--- What you need to do ---
Could you tally the lines in the listing below that include the word "again"? Respond with the total alone.

--- Material shown ---
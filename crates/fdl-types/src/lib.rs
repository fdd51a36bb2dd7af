//! Foundation types for the file deposit ledger (FDL).
//!
//! Every other FDL crate depends on `fdl-types`. The types here are thin,
//! serde-transparent wrappers so that the persisted chain snapshot stays
//! plain JSON while the Rust side keeps distinct types for distinct roles.
//!
//! # Key Types
//!
//! - [`BlockHash`] -- hex SHA-256 of a block, or the genesis parent marker `"0"`
//! - [`FileHash`] -- opaque content fingerprint computed by the upload flow
//! - [`DepositId`] -- human-readable `YYYYMMDDnnn` deposit identifier
//! - [`DepositDate`] -- the calendar day a sequence counter belongs to
//! - [`OwnerId`] -- the depositing user
//! - [`Timestamp`] -- UTC instant at millisecond precision

pub mod deposit;
pub mod error;
pub mod hash;
pub mod temporal;

pub use deposit::{DepositDate, DepositId, OwnerId};
pub use error::TypeError;
pub use hash::{BlockHash, FileHash};
pub use temporal::Timestamp;
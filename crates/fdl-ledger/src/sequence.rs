use fdl_store::{CounterStore, StoreError};
use fdl_types::{DepositDate, DepositId};
use tracing::{debug, warn};

use crate::error::LedgerResult;

/// Issues per-day deposit ids of the form `YYYYMMDDnnn`.
///
/// Each day has its own persisted counter holding the last issued sequence
/// number; a day without a counter starts at zero, so its first id ends in
/// `001`. The counter is re-read on every call. Sequences past 999 widen the
/// suffix instead of wrapping.
///
/// Not safe for concurrent allocation from more than one writer: two
/// read-increment-write cycles can interleave and issue the same id.
pub struct SequenceAllocator {
    store: Box<dyn CounterStore>,
}

impl SequenceAllocator {
    pub fn new(store: Box<dyn CounterStore>) -> Self {
        Self { store }
    }

    /// Reserve the next id for `date`.
    ///
    /// The incremented counter is persisted before the id is returned, so a
    /// crash afterwards leaves a gap rather than a duplicate. An unreadable
    /// counter is treated as zero.
    pub fn allocate(&self, date: DepositDate) -> LedgerResult<Reservation<'_>> {
        let last = self.last_issued(date);
        let issued = last + 1;
        self.store.write(date, issued)?;

        let id = DepositId::compose(date, issued);
        debug!(%id, "deposit id reserved");
        Ok(Reservation {
            allocator: self,
            id,
            date,
            issued,
        })
    }

    /// Last sequence number issued on `date`, or 0.
    pub fn last_issued(&self, date: DepositDate) -> u64 {
        match self.store.read(date) {
            Ok(value) => value.unwrap_or(0),
            Err(err) => {
                log_counter_fault(date, &err);
                0
            }
        }
    }

    fn release(&self, date: DepositDate, issued: u64) -> LedgerResult<()> {
        // Blind decrement: a concurrent allocation in between is not detected.
        self.store.write(date, issued.saturating_sub(1))?;
        Ok(())
    }
}

fn log_counter_fault(date: DepositDate, err: &StoreError) {
    warn!(%date, error = %err, "sequence counter unreadable, restarting day at 0");
}

impl std::fmt::Debug for SequenceAllocator {
    fn fmt(&self, f: &mut std::fmt::Formatter<'_>) -> std::fmt::Result {
        f.debug_struct("SequenceAllocator").finish_non_exhaustive()
    }
}

/// An allocated id that has not yet been recorded on the chain.
///
/// Either [`commit`](Reservation::commit) it once its block is appended, or
/// [`rollback`](Reservation::rollback) it to give the sequence number back.
/// Dropping a reservation keeps the id consumed.
#[must_use = "a reservation should be committed or rolled back"]
#[derive(Debug)]
pub struct Reservation<'a> {
    allocator: &'a SequenceAllocator,
    id: DepositId,
    date: DepositDate,
    issued: u64,
}

impl Reservation<'_> {
    pub fn id(&self) -> &DepositId {
        &self.id
    }

    pub fn date(&self) -> DepositDate {
        self.date
    }

    /// The sequence number inside the id.
    pub fn issued(&self) -> u64 {
        self.issued
    }

    /// Keep the id.
    pub fn commit(self) -> DepositId {
        self.id
    }

    /// Give the id back by persisting `issued - 1` as the day's counter.
    pub fn rollback(self) -> LedgerResult<()> {
        self.allocator.release(self.date, self.issued)?;
        debug!(id = %self.id, "deposit id rolled back");
        Ok(())
    }
}

#[cfg(test)]
mod tests {
    use std::sync::Arc;

    use fdl_store::{FileCounterStore, InMemoryCounterStore};

    use super::*;
    use crate::error::LedgerError;
    use crate::testutil;

    fn allocator() -> (Arc<InMemoryCounterStore>, SequenceAllocator) {
        let store = Arc::new(InMemoryCounterStore::new());
        let allocator = SequenceAllocator::new(Box::new(store.clone()));
        (store, allocator)
    }

    #[test]
    fn first_id_of_the_day_ends_in_001() {
        let (_, alloc) = allocator();
        let id = alloc.allocate(testutil::day()).unwrap().commit();
        assert_eq!(id.as_str(), "20251127001");
    }

    #[test]
    fn k_allocations_issue_1_through_k() {
        let (_, alloc) = allocator();
        let ids: Vec<_> = (0..12)
            .map(|_| alloc.allocate(testutil::day()).unwrap().commit())
            .collect();
        let suffixes: Vec<u64> = ids.iter().map(|id| id.parts().unwrap().1).collect();
        assert_eq!(suffixes, (1..=12).collect::<Vec<_>>());
        assert_eq!(alloc.last_issued(testutil::day()), 12);
    }

    #[test]
    fn days_are_independent() {
        let (_, alloc) = allocator();
        let next_day = DepositDate::from_ymd(2025, 11, 28).unwrap();
        alloc.allocate(testutil::day()).unwrap().commit();
        alloc.allocate(testutil::day()).unwrap().commit();
        let id = alloc.allocate(next_day).unwrap().commit();
        assert_eq!(id.as_str(), "20251128001");
    }

    #[test]
    fn rollback_reissues_the_same_id() {
        let (_, alloc) = allocator();
        alloc.allocate(testutil::day()).unwrap().commit();

        let reserved = alloc.allocate(testutil::day()).unwrap();
        let id = reserved.id().clone();
        reserved.rollback().unwrap();

        let again = alloc.allocate(testutil::day()).unwrap().commit();
        assert_eq!(again, id);
        assert_eq!(again.as_str(), "20251127002");
    }

    #[test]
    fn garbage_counter_restarts_the_day() {
        let (store, alloc) = allocator();
        store.set_raw(testutil::day(), "not-a-number");
        let id = alloc.allocate(testutil::day()).unwrap().commit();
        assert_eq!(id.as_str(), "20251127001");
    }

    #[test]
    fn failed_counter_write_issues_nothing() {
        let (store, alloc) = allocator();
        store.set_read_only(true);
        let err = alloc.allocate(testutil::day()).unwrap_err();
        assert!(matches!(err, LedgerError::Persistence(StoreError::ReadOnly)));
        assert_eq!(alloc.last_issued(testutil::day()), 0);
    }

    #[test]
    fn suffix_widens_past_999() {
        let (store, alloc) = allocator();
        store.set_raw(testutil::day(), "999");
        let id = alloc.allocate(testutil::day()).unwrap().commit();
        assert_eq!(id.as_str(), "202511271000");
    }

    #[test]
    fn counters_survive_a_new_allocator() {
        let dir = tempfile::tempdir().unwrap();
        let first = SequenceAllocator::new(Box::new(FileCounterStore::new(dir.path())));
        first.allocate(testutil::day()).unwrap().commit();
        first.allocate(testutil::day()).unwrap().commit();
        drop(first);

        let second = SequenceAllocator::new(Box::new(FileCounterStore::new(dir.path())));
        let id = second.allocate(testutil::day()).unwrap().commit();
        assert_eq!(id.as_str(), "20251127003");
        assert_eq!(
            std::fs::read_to_string(dir.path().join("seq_20251127")).unwrap(),
            "3"
        );
    }
}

--- Worked solution ---
3